La Nación 04/10/2003 Concejales de Canindeyú piden auxilio ante “invasión’ brasileña. La Nación 12/10/2003 Extranjerización del campo y marginalidad campesina

La Nación 08/11/2003 Obispos reclaman solución a invasión de los brasiguayos

ABC Color 11/11/2002 El “avance brasileño” deja a su paso colonias fantasma en Vaquería ABC Color 12/11/2003 Colonos brasileños ocupan terreno donde está el acuífero guarani ABC Color 10/06/2004 Brasileños devastan miles de Ha de bosques en Ibel Paraguaya ABC Color 23/06/2004 El cultivo de soja es una maldición para el país

La Nación 13/09/2004 MCNOC: Brasileños practican ocupación territorial de hecho

O discurso da “invasão brasileira” é produzido por diferentes setores sociais. Nessas reportagens, governadores, vereadores, bispos, movimento camponês e alguns jornalistas responsáveis por essas matérias produzem e reproduzem o mesmo discurso crítico contra esses invasores estrangeiros. As acusações fundamentais apontam que os imigrantes e outros investidores brasileiros estariam provocando o êxodo rural, a marginalização camponesa, a destruição ambiental e ocupam áreas estratégicas do território nacional.

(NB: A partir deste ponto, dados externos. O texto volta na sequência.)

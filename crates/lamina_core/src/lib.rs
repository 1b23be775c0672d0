//! Lamina Core
//!
//! Foundational types shared by the animation system and the view engine:
//!
//! - **Geometry values**: [`Rect`], [`EdgeInsets`], [`Transform`] and
//!   [`LayoutParams`], with mutators that report what changed
//! - **Presentation contract**: the [`Presenter`] trait for the external
//!   retained tree, plus the in-memory [`MemoryPresenter`]
//! - **Frame scheduling**: [`FrameScheduler`] with unnamed and deduplicating
//!   named registrations
//! - **Property tags** naming what a render pass must reconcile
//! - **Completion handles** for work that finishes on a later frame
//! - **Clocks** and **configuration**

pub mod clock;
pub mod completion;
pub mod config;
pub mod frame;
pub mod geometry;
pub mod layout_params;
pub mod presenter;
pub mod property;
pub mod transform;

pub use clock::{Clock, ManualClock, MonotonicClock};
pub use completion::Completion;
pub use config::{ConfigError, FrameConfig, LaminaConfig, MomentumConfig, RenderConfig};
pub use frame::{FrameBatch, FrameScheduler};
pub use geometry::{EdgeInsets, Point, Rect, RectChanges, Size};
pub use layout_params::{Dimension, LayoutParams};
pub use presenter::{ElementId, MemoryPresenter, Presenter};
pub use property::Property;
pub use transform::{Transform, TransformFunction};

A carta de um leitor, publicada no jornal ABC Color, reforça a imagem negativa que vários setores paraguaios têm dos imigrantes brasileiros. Ele acusa os brasileiros de cultivarem ervas malditas (maconha) em suas propriedades, de traficar madeiras e de transportar drogas ilegalmente para o Brasil através de Puerto Indio, pequeno porto situado às margens do lago Itaipu. Aborda ainda a conivência dos políticos paraguaios com essas ações ilegais e predatórias dos brasileiros e o desejo desses parlamentares transformar seu país em um estado da federação brasileira.

Prácticamente la mayor parte del norte de la región oriental de nuestro país esta llena de los famosos “brasiguayos”, les pregunto, estuvieron por esas peligrosas regiones del norte? Les aseguro que un día les bastaría para darse cuenta de que no sería el más indicado para vivir, a no ser que estés dispuesto a convivir con esta “gente” que no tiene otro interés más que realizar negociados bastante lucrativos y bien aceptados en la zona como el rollo tráfico y- por qué no- el narcotráfico.(..) Cuándo estos “dignos” y bien pagados legisladores tomarán por lo menos en cuenta este tema? O es que de tanto que se pasan veraneando en las playas de nuestro vecino país, el Brasil, les gustaría que en el futuro próximo pasemos a ser “O estado do Paraguay” (Joel Marcelo Allende Díaz, ABC Color, 23/08/2004).